I've been trying to solve this question all day. If somebody could point me in the right direction I would really appreciate it!

(ii) A particle’s motion is described by the following position vector r(t) = 4txˆ + (10t − t)ˆy Determine the polar coordinate unit vectors ˆr and ˆθ for r. [4]

v(t) is given as: v(t) = 4xˆ + (10t − 1)ˆy
(iv) Using the ˆr and ˆθ you found in (ii) above, write v(t) as a linear combination of rˆ and ˆθ. [4]

(v) Differentiate the expression for r(t) you got in part (ii) (in terms of ˆr and ˆθ, and using the expressions ˙rˆ = ˙θ ˆθ , ˙ˆθ = − ˙θrˆ derived in the lectures, show that you obtain the same answer as in part (iv)

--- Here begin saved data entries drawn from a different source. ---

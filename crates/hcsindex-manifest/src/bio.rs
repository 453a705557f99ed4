//! Architect biography documents.
//!
//! Biography compilations are not organized by style headings. Their entries
//! are architect names (`Last, First`), firm names (`Anshen + Allen`) and
//! `See also:` cross references, one per line.

use std::sync::LazyLock;

use regex::Regex;

/// Theme assigned to every biography record.
pub const BIO_THEME: &str = "Architect Biography";

static PERSON_LINE: LazyLock<Regex> =
    LazyLock::new(|| Regex::new(r"^[A-Z][a-z]+, [A-Z]").expect("valid regex"));

static FIRM_LINE: LazyLock<Regex> =
    LazyLock::new(|| Regex::new(r"[A-Z][a-z]+\s+\+\s+[A-Z][a-z]+").expect("valid regex"));

const SEE_ALSO: &str = "See also:";

/// Entry labels found on one page of a biography document, in line order.
pub fn parse_bio_lines(text: &str) -> Vec<String> {
    text.lines()
        .map(|line| line.split_whitespace().collect::<Vec<_>>().join(" "))
        .filter(|line| is_bio_entry(line))
        .collect()
}

fn is_bio_entry(line: &str) -> bool {
    if line.chars().count() < 3 {
        return false;
    }

    if PERSON_LINE.is_match(line) {
        return line.split(',').next().is_some_and(|last| last.trim().chars().count() > 2);
    }

    if let Some(names) = line.strip_prefix(SEE_ALSO) {
        return names.trim().chars().count() > 3;
    }

    FIRM_LINE.is_match(line) && line.chars().count() > 5
}

/// Whether a document file name marks a biography compilation.
pub fn is_bio_document(document_id: &str, marker: &str) -> bool {
    !marker.is_empty() && document_id.to_lowercase().contains(&marker.to_lowercase())
}

#[cfg(test)]
mod tests {
    use super::*;

    #[test]
    fn test_bio_entries() {
        let text = "Architects and Builders\n\
                    Maybeck, Bernard Ralph\n\
                    Born 1862 in New York City.\n\
                    See also: Morgan, Julia\n\
                    Anshen + Allen\n\
                    Li, Wei\n\
                    See also:\n";

        assert_eq!(
            parse_bio_lines(text),
            vec![
                "Maybeck, Bernard Ralph".to_string(),
                "See also: Morgan, Julia".to_string(),
                "Anshen + Allen".to_string(),
            ]
        );
    }

    #[test]
    fn test_whitespace_is_collapsed() {
        assert_eq!(parse_bio_lines("   Polk,   Willis  "), vec!["Polk, Willis".to_string()]);
    }

    #[test]
    fn test_bio_document_marker() {
        assert!(is_bio_document("Bios_Architects_A-L.pdf", "bios_"));
        assert!(!is_bio_document("victorian.pdf", "bios_"));
        assert!(!is_bio_document("bios_a.pdf", ""));
    }
}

I understand that for θ^ = -sinθ + cosθ and r^=sinθ + cos θ I'm just unsure how to do part (ii) without it being really messy e.g with cos(tan^-1(10t-1/4)) where tan^-1(10t-1/4)=θ especially knowing I have to find a linear combination afterwords.

The attempt at a solution
My current answer for part (ii):
r^= cos(tan^-1(10t-1/4))x^ + sin(tan^-1(10t-1/4))y^
θ^= -sin(tan^-1(10t-1/4))x^ + cos(tan^-1(10t-1/4))y^

And for part (iv) am I am right in saying that I need to find, a and b scalars for the following:
4 = a*cos(tan^-1(10t-1/4)) +b*-sin(tan^-1(10t-1/4))
10t-1 = a*sin(tan^-1(10t-1/4))+b*cos(tan^-1(10t-1/4))

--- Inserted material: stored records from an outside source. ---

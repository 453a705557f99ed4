//! Table-of-contents parsing.

use std::sync::LazyLock;

use regex::Regex;

use crate::patterns::clean_label;

/// `Label ........ 30` or `Label      30`.
static LEADER_LINE: LazyLock<Regex> = LazyLock::new(|| {
    Regex::new(r"^(.+?)(?:\s*\.{2,}\s*|\s*…+\s*|\s{3,})(\d{1,4})\s*$").expect("valid regex")
});

/// `Label 30`.
static SIMPLE_LINE: LazyLock<Regex> =
    LazyLock::new(|| Regex::new(r"^(.+?)\s+(\d{1,4})\s*$").expect("valid regex"));

static PAGE_NUMBER: LazyLock<Regex> =
    LazyLock::new(|| Regex::new(r"^\d{1,4}$").expect("valid regex"));

const GENERIC_TERMS: [&str; 5] = ["introduction", "overview", "summary", "conclusion", "appendix"];

const SPECIFIC_TERMS: [&str; 8] = [
    "style",
    "criteria",
    "context",
    "theme",
    "evaluation",
    "greek",
    "gothic",
    "victorian",
];

/// One table-of-contents line.
#[derive(Debug, Clone, PartialEq, Eq)]
pub struct TocEntry {
    /// Entry label.
    pub label: String,

    /// Page the entry points at.
    pub page: u32,
}

/// Whether a page looks like a table of contents.
pub fn looks_like_toc(text: &str) -> bool {
    text.to_lowercase().contains("contents") || text.matches('.').count() > 20
}

/// Parse the entries of a table-of-contents page.
///
/// Entries with page 0, labels that are too short or purely numeric, the
/// "contents" heading itself and generic front/back matter are dropped.
pub fn parse_toc_lines(text: &str) -> Vec<TocEntry> {
    let lines: Vec<&str> = text.lines().map(str::trim).collect();
    let mut entries = Vec::new();

    for (i, line) in lines.iter().enumerate() {
        if line.is_empty() || PAGE_NUMBER.is_match(line) {
            continue;
        }

        let (label, page) = if let Some(caps) = LEADER_LINE
            .captures(line)
            .or_else(|| SIMPLE_LINE.captures(line))
        {
            (caps[1].to_string(), caps[2].parse::<u32>().unwrap_or(0))
        } else if let Some(next) = lines.get(i + 1).filter(|next| PAGE_NUMBER.is_match(next)) {
            (line.to_string(), next.parse::<u32>().unwrap_or(0))
        } else {
            continue;
        };

        let label = clean_label(&label);
        if keep_entry(&label, page) {
            entries.push(TocEntry { label, page });
        }
    }

    entries
}

fn keep_entry(label: &str, page: u32) -> bool {
    let lower = label.to_lowercase();

    if page == 0
        || label.chars().count() < 3
        || lower.contains("table of contents")
        || lower == "contents"
        || lower == "page"
        || lower.starts_with("page ")
        || label.chars().all(|c| c.is_ascii_digit())
    {
        return false;
    }

    let generic = GENERIC_TERMS.iter().any(|term| lower.contains(term));
    !generic || SPECIFIC_TERMS.iter().any(|term| lower.contains(term))
}

#[cfg(test)]
mod tests {
    use super::*;

    #[test]
    fn test_dot_leader_lines() {
        let text = "Table of Contents\n\
                    Evaluation Criteria: Gothic Revival .......... 30\n\
                    Sub-Theme: Art Deco ................................ 18\n\
                    Theme: Residential Architecture    12\n";

        let entries = parse_toc_lines(text);

        assert_eq!(
            entries,
            vec![
                TocEntry {
                    label: "Evaluation Criteria: Gothic Revival".to_string(),
                    page: 30
                },
                TocEntry {
                    label: "Sub-Theme: Art Deco".to_string(),
                    page: 18
                },
                TocEntry {
                    label: "Theme: Residential Architecture".to_string(),
                    page: 12
                },
            ]
        );
    }

    #[test]
    fn test_simple_and_split_lines() {
        let text = "Gothic Revival 25\nQueen Anne\n41\n";
        let entries = parse_toc_lines(text);

        assert_eq!(entries.len(), 2);
        assert_eq!(entries[0].label, "Gothic Revival");
        assert_eq!(entries[0].page, 25);
        assert_eq!(entries[1].label, "Queen Anne");
        assert_eq!(entries[1].page, 41);
    }

    #[test]
    fn test_junk_is_dropped() {
        let text = "Contents 1\nPage 4\nIntroduction ........ 3\n\
                    Introduction to Victorian Styles ...... 5\nAb 9\nChapter 0\n";
        let entries = parse_toc_lines(text);

        assert_eq!(entries.len(), 1);
        assert_eq!(entries[0].label, "Introduction to Victorian Styles");
    }

    #[test]
    fn test_looks_like_toc() {
        assert!(looks_like_toc("TABLE OF CONTENTS\nStyles 4"));
        assert!(looks_like_toc("Styles .........................  4"));
        assert!(!looks_like_toc("Evaluation Criteria: Gothic Revival\nSome prose."));
    }
}
//! Section records and document metadata.

use serde::{Deserialize, Serialize};

/// A page-anchored, labeled section of a document.
#[derive(Debug, Clone, PartialEq, Eq, Hash, Serialize, Deserialize)]
pub struct SectionRecord {
    /// File name of the document, e.g. `victorian.pdf`.
    pub document_id: String,

    /// 1-based page number within the document.
    pub page_number: u32,

    /// Architectural style, possibly empty.
    #[serde(default)]
    pub style: String,

    /// Theme or category, possibly empty.
    #[serde(default)]
    pub theme: String,

    /// The label text as found in the document.
    pub raw_label: String,
}

impl SectionRecord {
    /// Create a new record.
    pub fn new(
        document_id: impl Into<String>,
        page_number: u32,
        style: impl Into<String>,
        theme: impl Into<String>,
        raw_label: impl Into<String>,
    ) -> Self {
        Self {
            document_id: document_id.into(),
            page_number,
            style: style.into(),
            theme: theme.into(),
            raw_label: raw_label.into(),
        }
    }

    /// Short human-readable heading: style and theme when present, else the label.
    pub fn heading(&self) -> String {
        match (self.style.is_empty(), self.theme.is_empty()) {
            (false, false) => format!("{} ({})", self.style, self.theme),
            (false, true) => self.style.clone(),
            (true, false) => self.theme.clone(),
            (true, true) => self.raw_label.clone(),
        }
    }
}

/// Metadata for one indexed document.
#[derive(Debug, Clone, PartialEq, Eq, Serialize, Deserialize)]
pub struct DocumentInfo {
    /// File name of the document.
    pub document_id: String,

    /// Display title (file stem).
    pub title: String,

    /// Number of pages in the PDF.
    pub total_pages: u32,
}

impl DocumentInfo {
    /// Create document metadata, deriving the title from the file name.
    pub fn new(document_id: impl Into<String>, total_pages: u32) -> Self {
        let document_id = document_id.into();
        let title = document_id
            .strip_suffix(".pdf")
            .or_else(|| document_id.strip_suffix(".PDF"))
            .unwrap_or(&document_id)
            .to_string();

        Self {
            document_id,
            title,
            total_pages,
        }
    }

    /// Whether `page_number` is a real page of this document.
    pub fn contains_page(&self, page_number: u32) -> bool {
        (1..=self.total_pages).contains(&page_number)
    }
}

#[cfg(test)]
mod tests {
    use super::*;

    #[test]
    fn test_heading() {
        let both = SectionRecord::new("a.pdf", 1, "Art Deco", "Evaluation Criteria", "x");
        assert_eq!(both.heading(), "Art Deco (Evaluation Criteria)");

        let label_only = SectionRecord::new("a.pdf", 1, "", "", "Anshen + Allen");
        assert_eq!(label_only.heading(), "Anshen + Allen");
    }

    #[test]
    fn test_document_title_and_range() {
        let doc = DocumentInfo::new("Victorian Era.pdf", 12);
        assert_eq!(doc.title, "Victorian Era");
        assert!(doc.contains_page(1));
        assert!(doc.contains_page(12));
        assert!(!doc.contains_page(0));
        assert!(!doc.contains_page(13));
    }

    #[test]
    fn test_record_defaults_empty_style_and_theme() {
        let json = r#"{"document_id":"a.pdf","page_number":3,"raw_label":"Queen Anne"}"#;
        let record: SectionRecord = serde_json::from_str(json).unwrap();
        assert!(record.style.is_empty());
        assert!(record.theme.is_empty());
    }
}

I'm really not sure about this one. It appears like it's going to difficult to eliminate the t value.
Anyway, thanks in advance, I'm going to keep working on it now.

2. Mar 20, 2015

Svein

I am pretty sure there's at least one typo here. Why would anybody specify (10t - t)y?

3. Mar 20, 2015

Christina909

Yes that was a typo, sorry.
But when I say y^ -'y' hat (Or ^y - the typo) I mean it as the component, and it's the same with the others, it was just a formatting error

4. Mar 20, 2015

Goddar

Hi. This all seems a bit confusing, partly because of notation and possible typos... (What's the correct r(t) you are given, by the way?)
Now regardless of that, you seem to have taken a wrong track in the beginning. So to avoid the hats i'm going to define: r-hat = er ; θ-hat = eθ , and: x-hat = ex ; y-hat = ey

You know that in polar coordinates (because you mention it at some point):
er = cosθ ex + sinθ ey , eθ = –sinθ ex + cosθ ey , and this is always true.
You also know that: cosθ = x/r = x⋅(x2+ y2)–1/2, and: sinθ = y/r = y⋅(x2+ y2)–1/2 ,
And this is also always true.
Now you are given an expression: r(t) = x(t) ex + y(t) ey,
So what does all that make of er and eθ?

5. Mar 21, 2015

vela

Staff Emeritus
I think the typo referred to was writing the y-component as $10t-t$. Why not simply write it as $9t$? Plus it's inconsistent with what you later said was the y-component of the velocity, $10t-1$. That's not the derivative of $10t-t$.

6. Mar 22, 2015

BvU

Chris, can you clear this up ?

Either

$\vec r(t) = 4t\hat x + (10 t^2 - t )\hat y\ \$, but then $\vec v(t) = 4\hat x + (20 t - 1)\hat y$,

or

$\vec v(t) = 4\hat x + (10 t - 1)\hat y\ \$ and then $\vec r(t) = 4t\hat x + (5 t^2 - t )\hat y$.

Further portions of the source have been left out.